Transovarial transmission of the
spirochete is infrequent, with fewer than 1
percent of the larvae infected.
Immunity
Borrelia appears to be resistant to
nonspecific host defense mechanisms and
elicits an inflammatory response
consisting of mononuclear cells. These
spirochetes are rapidly killed in vitro by the
antibody-complement system. Immunity to
the borrelioses is primarily humoral
(specific IgM and IgG is secreted), and
such immune serum passively protects
experimental animals from infection.
Diagnosis
Clinical features of the relapsing fevers other than
their recurring pattern are not diagnostic. Diagnosis is
based primarily on demonstration of the spirochetes in
blood during febrile episodes by dark-field examination,
use of stained blood smears, or mouse inoculation.
Antibody detection by indirect immunofluorescence
assay is available. The characteristic
expanding red skin lesion, erythema migrans, is
diagnostic for Lyme disease. However, 30 percent of
patients do not develop this rash. The usual symptoms
of early disease (fever, fatigue, headache, and muscle
and joint pain) are too nonspecific to be diagnostic.
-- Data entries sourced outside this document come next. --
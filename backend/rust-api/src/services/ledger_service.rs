use std::sync::Arc;

use crate::error::ApiError;
use crate::models::{
    ledger::{ProgressFlushRequest, ScoreFlushRequest},
    DashboardResponse, ScoreEvent,
};
use crate::services::AppState;
use crate::stores::{ProgressLedger, QuestionStore, ScoreLedger};
use validator::Validate;

/// Synchronous ledger endpoints used by clients that flush their own sessions.
pub struct LedgerService {
    questions: Arc<dyn QuestionStore>,
    progress: Arc<dyn ProgressLedger>,
    scores: Arc<dyn ScoreLedger>,
}

impl LedgerService {
    pub fn new(state: &AppState) -> Self {
        Self {
            questions: state.questions.clone(),
            progress: state.progress.clone(),
            scores: state.scores.clone(),
        }
    }

    /// Returns the number of entries written. An empty batch writes nothing.
    pub async fn record_progress(
        &self,
        user_id: &str,
        request: ProgressFlushRequest,
    ) -> Result<usize, ApiError> {
        let updates = request.into_updates()?;
        if updates.is_empty() {
            return Ok(0);
        }

        self.progress.upsert_batch(user_id, &updates).await?;
        tracing::info!("Progress saved for user {} ({} answers)", user_id, updates.len());
        Ok(updates.len())
    }

    pub async fn record_score(
        &self,
        user_id: &str,
        request: ScoreFlushRequest,
    ) -> Result<ScoreEvent, ApiError> {
        request.validate()?;
        let (Some(category), Some(score)) = (request.category, request.score) else {
            return Err(ApiError::field("body", "category and score are required"));
        };
        if category.trim().is_empty() {
            return Err(ApiError::field("category", "category must not be blank"));
        }

        let event = self.scores.append(user_id, category.trim(), score).await?;
        tracing::info!("Score {} saved for user {} in {}", score, user_id, event.category);
        Ok(event)
    }

    pub async fn dashboard(&self, user_id: &str) -> Result<DashboardResponse, ApiError> {
        let results = self.scores.list_by_user(user_id).await?;
        let best_scores = self.scores.best_by_category(user_id).await?;
        let progress = self.progress.stats(user_id).await?;
        let question_bank = self.questions.count_by_category().await?;
        let total_questions = question_bank.iter().map(|c| c.count).sum();

        Ok(DashboardResponse {
            results,
            best_scores,
            progress,
            question_bank,
            total_questions,
        })
    }
}

#[cfg(test)]
mod tests {
    use super::*;
    use crate::config::Config;
    use serde_json::json;

    fn service() -> LedgerService {
        LedgerService::new(&AppState::in_memory(Config::local()))
    }

    #[tokio::test]
    async fn dashboard_aggregates_scores_and_progress() {
        let service = service();
        for (category, score) in [("Science", 9), ("Science", 20), ("History", 5)] {
            let request: ScoreFlushRequest =
                serde_json::from_value(json!({ "category": category, "score": score })).unwrap();
            service.record_score("u1", request).await.unwrap();
        }

        let progress: ProgressFlushRequest = serde_json::from_value(json!({
            "category": "Science",
            "answers": [
                { "questionId": "q1", "isCorrect": true },
                { "questionId": "q2", "isCorrect": false },
                { "questionId": "q3", "isCorrect": true }
            ]
        }))
        .unwrap();
        assert_eq!(service.record_progress("u1", progress).await.unwrap(), 3);

        let dashboard = service.dashboard("u1").await.unwrap();
        let scores: Vec<i32> = dashboard.results.iter().map(|r| r.score).collect();
        assert_eq!(scores, vec![20, 9, 5]);
        assert_eq!(dashboard.best_scores[0].category, "Science");
        assert_eq!(dashboard.best_scores[0].best_score, 20);
        assert_eq!(dashboard.progress.attempted, 3);
        assert_eq!(dashboard.progress.correct, 2);
        assert_eq!(dashboard.total_questions, 0);
    }

    #[tokio::test]
    async fn empty_progress_batch_is_a_no_op() {
        let request: ProgressFlushRequest =
            serde_json::from_value(json!({ "category": "Art", "answers": [] })).unwrap();
        assert_eq!(service().record_progress("u1", request).await.unwrap(), 0);
    }

    #[tokio::test]
    async fn score_without_value_is_rejected() {
        let request: ScoreFlushRequest =
            serde_json::from_value(json!({ "category": "Art" })).unwrap();
        assert!(matches!(
            service().record_score("u1", request).await,
            Err(ApiError::Validation(_))
        ));
    }
}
Although B burgdorferi has been isolated from blood,
skin, and cerebrospinal fluid, this is a low yield procedure
and is not recommended. Serologic tests are used most
commonly for diagnosis of Lyme disease.
Erythema Migrans
Diagnosis
To improve the sensitivity and specificity of
serodiagnosis of Lyme disease, evaluating serum
samples from patients with symptoms of Lyme disease
by a two-step process which includes a sensitive
screening test such as immunofluorescence assay or
enzyme immunoassay is recommended. Samples
judged equivocal or positive by the screening should be
further tested by Western blot. Both IgM and IgG
Western blot should be performed for persons with
suspected Lyme disease who present within the first four
weeks of disease onset. Only IgG Western should be
performed for patients presenting later because
interpretation of IgM band patterns after that time is less
reliable. Serologic testing of a convalescent serum
sample two to four weeks after the first sample is
recommended for patients who have symptoms of early
Lyme disease and negative screening test results.
Prevention and treatment
Relapsing fevers and Lyme disease are prevented
by avoiding the vectors. It is important to be aware of
endemic areas and to take proper precautions. When in
potential tick habitats, one should wear clothing that
covers as much of the skin as possible and use tick
repellents. Periodic skin inspection and tick removal
prevent Lyme disease. A Lyme disease vaccine may be
available in the near future. The relapsing-fever and
Lyme disease borreliae have similar antibiotic
susceptibilities.
Early Lyme disease can be effectively treated with
oral tetracyclines and semisynthetic penicillins. Arthritic
and neurologic disorders are treated with high-dose
intravenous penicillin G or ceftriaxone. Patients who
have failed to respond to penicillin or tetracycline therapy
have been effectively treated with ceftriaxone.